Raw material inventories increased only marginally, as suppliers were reluctant to sell unless copper prices exceeded 83,000 yuan/mt. Meanwhile, finished product stocks also rose slightly, reflecting slow inventory turnover as buyers delayed pickup. Nonetheless, end-users in the wire and cable sector resumed restocking, supporting demand alongside a favorable price spread between refined and secondary copper rods.
However, April’s outlook appears less optimistic. Intensified trade tensions between China and the U.S. led to sharp copper price declines and created a volatile pricing environment for secondary raw materials. This uncertainty has caused producers to scale back purchases and take a cautious stance, with expected operating rates falling to 36.8%. End-users may shift toward refined copper rods as secondary products lose price appeal.

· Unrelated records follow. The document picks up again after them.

// SPDX-License-Identifier: MPL-2.0
//! Rest-state geometry for images inside the viewport.
//!
//! [`resolve`] is the single entry point: given an image's natural size and
//! the viewport, it computes the fit scale and centering translate. It is a
//! pure function with no caching and no side effects, so callers are free to
//! memoize per image index and recompute wholesale on viewport changes.

use crate::config::SCALE_EPSILON;
use iced_core::{Size, Vector};

/// Screen dimensions in logical pixels. Replaced wholesale on rotation.
#[derive(Debug, Clone, Copy, PartialEq)]
pub struct Viewport {
    pub width: f32,
    pub height: f32,
}

impl Viewport {
    /// Creates a new viewport.
    #[must_use]
    pub fn new(width: f32, height: f32) -> Self {
        Self { width, height }
    }

    /// Returns whether both dimensions are positive and finite.
    #[must_use]
    pub fn is_valid(&self) -> bool {
        self.width.is_finite() && self.height.is_finite() && self.width > 0.0 && self.height > 0.0
    }
}

impl From<Size> for Viewport {
    fn from(size: Size) -> Self {
        Self::new(size.width, size.height)
    }
}

/// Rest-state geometry for one image at one viewport: the scale that fits
/// the image and the translate that centers it.
///
/// Invariant: `scale > 0`. A degenerate value (`scale = 1`, origin
/// translate) stands in while an image's size is unresolved; readiness is
/// reported separately, never inferred from the geometry.
#[derive(Debug, Clone, Copy, PartialEq)]
pub struct FitParams {
    pub scale: f32,
    pub translate: Vector,
}

impl FitParams {
    /// The placeholder geometry used while an image's size is unknown.
    #[must_use]
    pub fn not_ready() -> Self {
        Self {
            scale: 1.0,
            translate: Vector::new(0.0, 0.0),
        }
    }

    /// Returns the image size after applying the fit scale.
    #[must_use]
    pub fn scaled_size(&self, image: Size) -> Size {
        Size::new(image.width * self.scale, image.height * self.scale)
    }
}

/// Computes the fit scale and centering translate for an image.
///
/// The image is scaled to fit entirely within the viewport preserving
/// aspect ratio, and never scaled above natural size, unless
/// `upscale_small` is set, in which case images that fit entirely inside
/// the viewport are scaled up until the dominant axis (the one with the
/// smaller gap) meets the viewport edge.
///
/// Missing or non-positive dimensions yield [`FitParams::not_ready`]
/// rather than an error; the host hides such images until their size
/// resolves.
#[must_use]
pub fn resolve(image: Option<Size>, viewport: Viewport, upscale_small: bool) -> FitParams {
    let Some(image) = image else {
        return FitParams::not_ready();
    };

    if image.width <= 0.0 || image.height <= 0.0 || !viewport.is_valid() {
        return FitParams::not_ready();
    }

    let scale_x = viewport.width / image.width;
    let scale_y = viewport.height / image.height;
    let fit = scale_x.min(scale_y);

    if !fit.is_finite() || fit <= 0.0 {
        return FitParams::not_ready();
    }

    // Small images stay at natural size unless the host opted into
    // upscaling; then the min ratio already picks the dominant axis.
    let scale = if upscale_small { fit } else { fit.min(1.0) };

    let scaled_width = image.width * scale;
    let scaled_height = image.height * scale;

    FitParams {
        scale,
        translate: Vector::new(
            (viewport.width - scaled_width) / 2.0,
            (viewport.height - scaled_height) / 2.0,
        ),
    }
}

/// Returns whether two scales are close enough to count as the same zoom
/// level. Gesture math accumulates float error, so exact equality is the
/// wrong test.
#[must_use]
pub fn scales_are_equal(a: f32, b: f32) -> bool {
    (a - b).abs() < SCALE_EPSILON
}

#[cfg(test)]
mod tests {
    use super::*;
    use crate::test_utils::assert_abs_diff_eq;

    const VIEWPORT: Viewport = Viewport {
        width: 400.0,
        height: 300.0,
    };

    #[test]
    fn resolve_fits_landscape_image() {
        let fit = resolve(Some(Size::new(800.0, 300.0)), VIEWPORT, false);

        assert_abs_diff_eq!(fit.scale, 0.5);
        assert_abs_diff_eq!(fit.translate.x, 0.0);
        // 300 * 0.5 = 150, centered in 300 leaves 75 above and below.
        assert_abs_diff_eq!(fit.translate.y, 75.0);
    }

    #[test]
    fn resolve_fits_portrait_image() {
        let fit = resolve(Some(Size::new(300.0, 600.0)), VIEWPORT, false);

        assert_abs_diff_eq!(fit.scale, 0.5);
        assert_abs_diff_eq!(fit.translate.x, 125.0);
        assert_abs_diff_eq!(fit.translate.y, 0.0);
    }

    #[test]
    fn resolve_never_upscales_by_default() {
        let fit = resolve(Some(Size::new(100.0, 50.0)), VIEWPORT, false);

        assert_abs_diff_eq!(fit.scale, 1.0);
        assert_abs_diff_eq!(fit.translate.x, 150.0);
        assert_abs_diff_eq!(fit.translate.y, 125.0);
    }

    #[test]
    fn resolve_upscales_small_image_to_dominant_axis() {
        let fit = resolve(Some(Size::new(100.0, 50.0)), VIEWPORT, true);

        // Width gap is smaller (4x vs 6x), so width becomes the dominant axis.
        assert_abs_diff_eq!(fit.scale, 4.0);
        assert_abs_diff_eq!(fit.translate.x, 0.0);
        assert_abs_diff_eq!(fit.translate.y, 50.0);
    }

    #[test]
    fn resolve_is_idempotent() {
        let size = Some(Size::new(123.0, 457.0));
        let first = resolve(size, VIEWPORT, false);
        let second = resolve(size, VIEWPORT, false);
        assert_eq!(first, second);
    }

    #[test]
    fn resolve_fit_invariant_holds() {
        let cases = [
            (1.0_f32, 1.0_f32),
            (37.0, 4503.0),
            (4096.0, 4096.0),
            (399.0, 299.0),
            (400.0, 300.0),
            (401.0, 301.0),
        ];
        for (w, h) in cases {
            let fit = resolve(Some(Size::new(w, h)), VIEWPORT, false);
            assert!(fit.scale * w <= VIEWPORT.width + f32::EPSILON, "w={w} h={h}");
            assert!(
                fit.scale * h <= VIEWPORT.height + f32::EPSILON,
                "w={w} h={h}"
            );
        }
    }

    #[test]
    fn resolve_missing_size_is_not_ready() {
        let fit = resolve(None, VIEWPORT, false);
        assert_eq!(fit, FitParams::not_ready());
    }

    #[test]
    fn resolve_zero_size_is_not_ready() {
        let fit = resolve(Some(Size::new(0.0, 100.0)), VIEWPORT, false);
        assert_eq!(fit, FitParams::not_ready());
    }

    #[test]
    fn resolve_invalid_viewport_is_not_ready() {
        let fit = resolve(
            Some(Size::new(100.0, 100.0)),
            Viewport::new(0.0, 300.0),
            false,
        );
        assert_eq!(fit, FitParams::not_ready());
    }

    #[test]
    fn scales_within_epsilon_are_equal() {
        assert!(scales_are_equal(1.0, 1.0005));
        assert!(!scales_are_equal(1.0, 1.01));
    }
}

Beyond copper, steel rebar futures in China dropped over 7% year-to-date, weighed down by fears of reduced construction activity amid trade disputes. While tariffs have had a lesser direct impact on steel than on base metals, bearish sentiment is spreading. Even so, Beijing’s hints at economic stimulus and possible capacity cuts offer some upside for the sector.
Iron ore prices have also slumped, hit by weak property markets and uncertainty over global trade. While industrial production and hot metal output provided some support, falling home prices and a sluggish real estate sector continue to threaten broader steel demand.
On the other hand, platinum rebounded above $930/oz after hitting a three-month low earlier in April. The recovery was buoyed by a weaker U.S. dollar and President Trump’s decision to pause tariff hikes for some trade partners. Still, rising tariffs on Chinese goods and retaliation from Beijing have clouded the outlook for precious metals.
In summary, while March brought a rebound in copper-related production, the broader metals market remains on edge. From industrial metals to precious ones, ongoing trade disputes, fluctuating prices, and shifting supply dynamics are driving volatility and prompting cautious optimism at best.